Synergies, excerpt p.6

Several interesting points here. Hopefully the "second school of thought" rules the day.

"I. Valuing Operating Synergies

There is a potential for operating synergy, in one form or the other, in many
takeovers. Some disagreement exists, however, over whether synergy can be valued and,
if so, what that value should be. One school of thought argues that synergy is too
nebulous to be valued and that any systematic attempt to do so requires so many
assumptions that it is pointless. If this is true, a firm should not be willing to pay large
premiums for synergy if it cannot attach a value to it. The other school of thought is that
we have to make our best estimate of how much value synergy will create in any
acquisition before we decide how much to pay for it, even though it requires assumptions
about an uncertain future. We come down firmly on the side of the second school.
While valuing synergy requires us to make assumptions about future cash flows
and growth, the lack of precision in the process does not mean we cannot obtain an
unbiased estimate of value. Thus we maintain that synergy can be valued by answering
two fundamental questions.
(1) What form is the synergy expected to take? Will it reduce costs as a percentage of
sales and increase profit margins (e.g., when there are economies of scale)? Will it
increase future growth (e.g., when there is increased market power) or the length of
the growth period?
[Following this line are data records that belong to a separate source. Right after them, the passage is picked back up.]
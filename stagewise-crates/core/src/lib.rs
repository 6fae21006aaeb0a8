//! # Stagewise
//! A pipeline engine for composing planning computations out of independently implemented
//! stages.
//!
//! Every stage consumes states from its own interfaces and produces states onto the interfaces of
//! its neighbours. States and solutions carry a [`Cost`]; the cheapest pending work is always
//! explored first, and an infinite cost marks a failure.
//!
//! The engine provides four kinds of stages, each of which delegates its domain computation to a
//! hook trait:
//! - a [`Generator`](stages::Generator) synthesizes states ([`Generate`](stages::Generate));
//! - a [`PropagatingEitherWay`](stages::PropagatingEitherWay) stage transforms a state into a
//!   state on its other side ([`Propagate`](stages::Propagate));
//! - a [`Connecting`](stages::Connecting) stage links pairs of states from both of its sides
//!   ([`Connect`](stages::Connect));
//! - a [`MonitoringGenerator`](stages::MonitoringGenerator) derives states from the solutions of
//!   another stage ([`Monitor`](stages::Monitor)).
//!
//! The stages are assembled in a [`Pipeline`], which wires them and drives them by polling.
//!
//! ```rust
//! use stagewise_core::stages::Generate;
//! use stagewise_core::stages::Generated;
//! use stagewise_core::stages::Generator;
//! use stagewise_core::termination::Indefinite;
//! use stagewise_core::Pipeline;
//! use stagewise_core::StateDraft;
//! use stagewise_core::SubTrajectory;
//!
//! #[derive(Debug)]
//! struct Seeds(Vec<u32>);
//!
//! impl Generate for Seeds {
//!     fn can_compute(&self) -> bool {
//!         !self.0.is_empty()
//!     }
//!
//!     fn compute(&mut self) -> Generated {
//!         let seed = self.0.remove(0);
//!         Generated::new(StateDraft::new(seed, seed), SubTrajectory::new(0.0))
//!     }
//! }
//!
//! let mut pipeline = Pipeline::new("example");
//! let seeds = pipeline.add_stage(Generator::new("seeds", Seeds(vec![5, 1, 3])));
//! pipeline.initialise().expect("a single generator is a valid pipeline");
//!
//! let num_computes = pipeline.run(Indefinite).expect("the pipeline is initialised");
//!
//! assert_eq!(3, num_computes);
//! assert_eq!(
//!     3,
//!     pipeline
//!         .stage_data(seeds)
//!         .map_or(0, |data| data.solutions().num_solutions())
//! );
//! ```
pub(crate) mod basic_types;
pub mod containers;
pub mod interface;
pub mod pipeline;
pub mod solutions;
pub mod stage;
pub mod stages;
pub(crate) mod stagewise_asserts;
pub mod statistics;
pub mod termination;

pub use convert_case;

pub use crate::basic_types::ConfigurationError;
pub use crate::basic_types::Cost;
pub use crate::basic_types::Payload;
pub use crate::interface::Direction;
pub use crate::interface::InterfaceState;
pub use crate::interface::StateDraft;
pub use crate::pipeline::Pipeline;
pub use crate::solutions::SolutionBase;
pub use crate::solutions::SubTrajectory;
pub use crate::stage::Stage;
pub use crate::stage::StageId;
Synergy, to have an effect on value, has to influence one of the
four inputs into the valuation process – higher cash flows from existing assets (cost
savings and economies of scale), higher expected growth rates (market power, higher
growth potential), a longer growth period (from increased competitive advantages), or
a lower cost of capital (higher debt capacity).
(2) When will the synergy start affecting cash flows? –– Synergies seldom show up
instantaneously, but they are more likely to show up over time. Since the value of
synergy is the present value of the cash flows created by it, the longer it takes for it to
show up, the lesser its value.
"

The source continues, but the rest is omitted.